Work required: Repeat each line of the material exactly.

Listed records:
════════════════

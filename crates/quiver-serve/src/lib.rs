//! Quiver Serve - HTTP endpoint that generates prompt metadata.
//!
//! Accepts a CustomGPT link and its prompt text, asks the configured
//! completion service for a title, description and tags, and returns the
//! validated result as JSON. The caller stores it; this service keeps no state.
//!
//! # Architecture
//!
//! - **AppState**: configuration plus the shared [`MetadataGenerator`]
//! - **Auth**: optional Bearer token gate for the generation routes
//! - **Routes**: health check and metadata generation, behind permissive CORS
//!
//! [`MetadataGenerator`]: quiver_metadata::MetadataGenerator

mod auth;
mod error;
mod routes;
mod state;

pub use self::auth::require_auth;
pub use self::error::ApiError;
pub use self::routes::{cors_layer, router};
pub use self::state::{AppState, Config};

════════════════

Solution to this task:
filename crates/quiver-serve/src/lib.rs
//! Quiver Serve - HTTP endpoint that generates prompt metadata.
//!
//! Accepts a CustomGPT link and its prompt text, asks the configured
//! completion service for a title, description and tags, and returns the
//! validated result as JSON. The caller stores it; this service keeps no state.
//!
//! # Architecture
//!
//! - **AppState**: configuration plus the shared [`MetadataGenerator`]
//! - **Auth**: optional Bearer token gate for the generation routes
//! - **Routes**: health check and metadata generation, behind permissive CORS
//!
//! [`MetadataGenerator`]: quiver_metadata::MetadataGenerator

mod auth;
mod error;
mod routes;
mod state;

pub use self::auth::require_auth;
pub use self::error::ApiError;
pub use self::routes::{cors_layer, router};
pub use self::state::{AppState, Config};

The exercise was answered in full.